L’Association canadienne-française de l’Alberta (ACFA), soutenue par plusieurs associations, est partie en croisade cette semaine pour défendre la francophonie à travers le Campus Saint-Jean (CSJ) rattaché à l’Université de l’Alberta.

Comme en 2018 avec l’Université de l’Ontario français, d’importantes coupes budgétaires menacent ce seul lieu permettant des études universitaires en français dans l’Ouest canadien. Et comme en 2018,  les messages de solidarité affluent de tout le pays, provenant à la fois d’organismes communautaires, d’étudiants actuels et passés du Campus, ainsi que de multiples citoyens francophones et francophiles.
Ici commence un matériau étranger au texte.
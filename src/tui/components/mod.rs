//! # TUI Components
//!
//! All widgets of the support client.
//!
//! ## Component Architecture
//!
//! Components in this directory follow two patterns:
//!
//! ### Stateless Components (Props-Based Rendering)
//!
//! Display components that receive all data as struct fields:
//! - `TitleBar`: product name, backend health, status text, key hints
//! - `StatusStrip`: session state / intent type / flow step labels
//! - `MessageBubble`: one chat message (markdown or JSON table)
//!
//! ### Stateful Components (Event-Driven)
//!
//! Components that keep local state across frames and emit events:
//! - `InputBox`: message composer
//! - `MessageList`: scrollable conversation with layout caching
//! - `HistoryModal`: backend history overlay
//!
//! Stateful components are split in two: a persistent `...State` owned by
//! `TuiState`, and a transient wrapper built each frame that borrows it.
//!
//! ## Module Structure
//!
//! ```text
//! components/
//! ├── mod.rs            (this file)
//! ├── title_bar.rs      (top bar)
//! ├── status_strip.rs   (session labels)
//! ├── message.rs        (single bubble)
//! ├── message_list.rs   (scrollable container)
//! ├── history_modal.rs  (history overlay)
//! └── input_box/        (composer)
//! ```

pub mod history_modal;
pub mod input_box;
pub mod message;
pub mod message_list;
pub mod status_strip;
mod title_bar;

pub use history_modal::{HistoryEvent, HistoryModal, HistoryModalState};
pub use input_box::{InputBox, InputEvent};
pub use message_list::{MessageList, MessageListState};
pub use status_strip::StatusStrip;
pub use title_bar::TitleBar;
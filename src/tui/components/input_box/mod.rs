//! # InputBox Component
//!
//! Multi-line message composer.
//!
//! ## Responsibilities
//!
//! - Capture text input (typing, paste, Shift+Enter newlines)
//! - Handle editing (backspace, delete, cursor movement)
//! - Emit `Submit` on Enter unless a reply is pending
//!
//! ## State Management
//!
//! The buffer is internal state. `disabled` and `dimmed` are props set by the
//! event loop from application state each iteration. Cursor position and
//! scroll state are encapsulated in `CursorState`.

mod cursor;
mod text_wrap;

use ratatui::Frame;
use ratatui::layout::Rect;
use ratatui::style::{Color, Modifier, Style};
use ratatui::text::Line;
use ratatui::widgets::{Block, BorderType, Padding, Paragraph};

use crate::tui::component::{Component, EventHandler};
use crate::tui::event::TuiEvent;

use cursor::CursorState;
use text_wrap::{
    MAX_VISIBLE_LINES, VERTICAL_OVERHEAD, inner_width, line_spans, next_char_boundary,
    prev_char_boundary, wrap_line_count,
};

pub const TITLE: &str = " 输入 ";
pub const TITLE_WAITING: &str = " 输入 (等待回复...) ";
const HINT: &str = " Enter 发送 · Shift+Enter 换行 ";

/// High-level events emitted by the InputBox
#[derive(Debug, Clone, PartialEq)]
pub enum InputEvent {
    /// Enter pressed with non-blank text; the buffer has been cleared
    Submit(String),
    ContentChanged,
}

pub struct InputBox {
    pub buffer: String,
    /// Prop: a reply is pending, Enter does nothing
    pub disabled: bool,
    /// Prop: Cursor mode has focus, the box is dimmed and shows no cursor
    pub dimmed: bool,
    cursor: CursorState,
}

impl Default for InputBox {
    fn default() -> Self {
        Self::new()
    }
}

impl InputBox {
    pub fn new() -> Self {
        Self {
            buffer: String::new(),
            disabled: false,
            dimmed: false,
            cursor: CursorState::new(),
        }
    }

    /// Current draft, trimmed. Used by intent recognition without submitting.
    pub fn draft(&self) -> &str {
        self.buffer.trim()
    }

    /// Height for the current buffer, clamped to
    /// `[1 + VERTICAL_OVERHEAD, MAX_VISIBLE_LINES + VERTICAL_OVERHEAD]`.
    pub fn calculate_height(&self, content_width: u16) -> u16 {
        let width = inner_width(content_width);
        wrap_line_count(&self.buffer, width).min(MAX_VISIBLE_LINES) + VERTICAL_OVERHEAD
    }

    fn visible_lines(&self, content_width: u16) -> Vec<Line<'_>> {
        let spans = line_spans(&self.buffer, inner_width(content_width));
        spans
            .into_iter()
            .skip(self.cursor.scroll_offset as usize)
            .take(MAX_VISIBLE_LINES as usize)
            .map(|r| Line::from(&self.buffer[r]))
            .collect()
    }

    fn render_scrollbar(&self, frame: &mut Frame, area: Rect) {
        use ratatui::widgets::{Scrollbar, ScrollbarOrientation, ScrollbarState};

        let total_lines = wrap_line_count(&self.buffer, inner_width(area.width));
        if total_lines <= MAX_VISIBLE_LINES {
            return;
        }

        // content_length is the max scroll position, not the line count
        let max_scroll = total_lines.saturating_sub(MAX_VISIBLE_LINES);
        let mut scrollbar_state = ScrollbarState::default()
            .content_length(max_scroll as usize)
            .position(self.cursor.scroll_offset as usize);

        let scrollbar_area = Rect {
            x: area.x + area.width.saturating_sub(1),
            y: area.y + 1,
            width: 1,
            height: area.height.saturating_sub(2),
        };
        frame.render_stateful_widget(
            Scrollbar::new(ScrollbarOrientation::VerticalRight),
            scrollbar_area,
            &mut scrollbar_state,
        );
    }
}

impl Component for InputBox {
    fn render(&mut self, frame: &mut Frame, area: Rect) {
        self.cursor.last_content_width = area.width;
        self.cursor.update_scroll_offset(&self.buffer, area.width);

        let mut style = Style::default().fg(Color::Green);
        let mut border = Style::default();
        if self.dimmed || self.disabled {
            style = style.add_modifier(Modifier::DIM);
            border = border.add_modifier(Modifier::DIM);
        }
        let title = if self.disabled { TITLE_WAITING } else { TITLE };

        let block = Block::bordered()
            .border_type(BorderType::Rounded)
            .border_style(border)
            .title(title)
            .title_bottom(Line::from(HINT).right_aligned())
            .padding(Padding::horizontal(1));
        let input = Paragraph::new(self.visible_lines(area.width))
            .block(block)
            .style(style);

        frame.render_widget(input, area);
        self.render_scrollbar(frame, area);

        if !self.dimmed {
            let (x, y) = self.cursor.screen_pos(&self.buffer, area);
            frame.set_cursor_position((x, y));
        }
    }
}

impl EventHandler for InputBox {
    type Event = InputEvent;

    fn handle_event(&mut self, event: &TuiEvent) -> Option<Self::Event> {
        match event {
            TuiEvent::InputChar(c) => {
                self.buffer.insert(self.cursor.pos, *c);
                self.cursor.pos += c.len_utf8();
                Some(InputEvent::ContentChanged)
            }
            TuiEvent::Paste(text) => {
                // Terminals send CRLF on some platforms
                let text = text.replace("\r\n", "\n").replace('\r', "\n");
                self.buffer.insert_str(self.cursor.pos, &text);
                self.cursor.pos += text.len();
                Some(InputEvent::ContentChanged)
            }
            TuiEvent::Backspace => (self.cursor.pos > 0).then(|| {
                let prev = prev_char_boundary(&self.buffer, self.cursor.pos);
                self.buffer.drain(prev..self.cursor.pos);
                self.cursor.pos = prev;
                InputEvent::ContentChanged
            }),
            TuiEvent::Delete => (self.cursor.pos < self.buffer.len()).then(|| {
                let next = next_char_boundary(&self.buffer, self.cursor.pos);
                self.buffer.drain(self.cursor.pos..next);
                InputEvent::ContentChanged
            }),
            TuiEvent::CursorLeft => (self.cursor.pos > 0).then(|| {
                self.cursor.pos = prev_char_boundary(&self.buffer, self.cursor.pos);
                InputEvent::ContentChanged
            }),
            TuiEvent::CursorRight => (self.cursor.pos < self.buffer.len()).then(|| {
                self.cursor.pos = next_char_boundary(&self.buffer, self.cursor.pos);
                InputEvent::ContentChanged
            }),
            TuiEvent::CursorHome => {
                let line_start = self.buffer[..self.cursor.pos]
                    .rfind('\n')
                    .map(|i| i + 1)
                    .unwrap_or(0);
                (self.cursor.pos != line_start).then(|| {
                    self.cursor.pos = line_start;
                    InputEvent::ContentChanged
                })
            }
            TuiEvent::CursorEnd => {
                let line_end = self.buffer[self.cursor.pos..]
                    .find('\n')
                    .map(|i| self.cursor.pos + i)
                    .unwrap_or(self.buffer.len());
                (self.cursor.pos != line_end).then(|| {
                    self.cursor.pos = line_end;
                    InputEvent::ContentChanged
                })
            }
            TuiEvent::CursorUp => self
                .cursor
                .move_vertically(&self.buffer, -1, self.cursor.last_content_width)
                .then_some(InputEvent::ContentChanged),
            TuiEvent::CursorDown => self
                .cursor
                .move_vertically(&self.buffer, 1, self.cursor.last_content_width)
                .then_some(InputEvent::ContentChanged),
            TuiEvent::Submit => {
                if self.disabled || self.buffer.trim().is_empty() {
                    return None;
                }
                let text = std::mem::take(&mut self.buffer);
                self.cursor.reset();
                Some(InputEvent::Submit(text))
            }
            _ => None,
        }
    }
}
«On parle de rassembler et de rallier», soutient Isabelle Laurin, qui chapeaute le projet comme directrice de l’ACFA. Les coupes budgétaires entreprises par le gouvernement provincial menaceraient 44% des cours de la Faculté Saint-Jean. «On touche au cœur de notre communauté», ajoute-t-elle.

L’entrée de la Faculté Saint-Jean de l’Université de l’Alberta à Edmonton.

Pas de réponse

«On a épuisé nos ressources politiques», raconte Sheila Risbud, présidente de l’association porte-parole de la francophonie albertaine.

Elle a rencontré plusieurs dirigeants politiques ces derniers mois: Leela Aheer, ministre responsable de la Francophonie, Demetrios Nicolaides, ministre de l’Éducation supérieure, Laila Goodridge, secrétaire parlementaire de la francophonie.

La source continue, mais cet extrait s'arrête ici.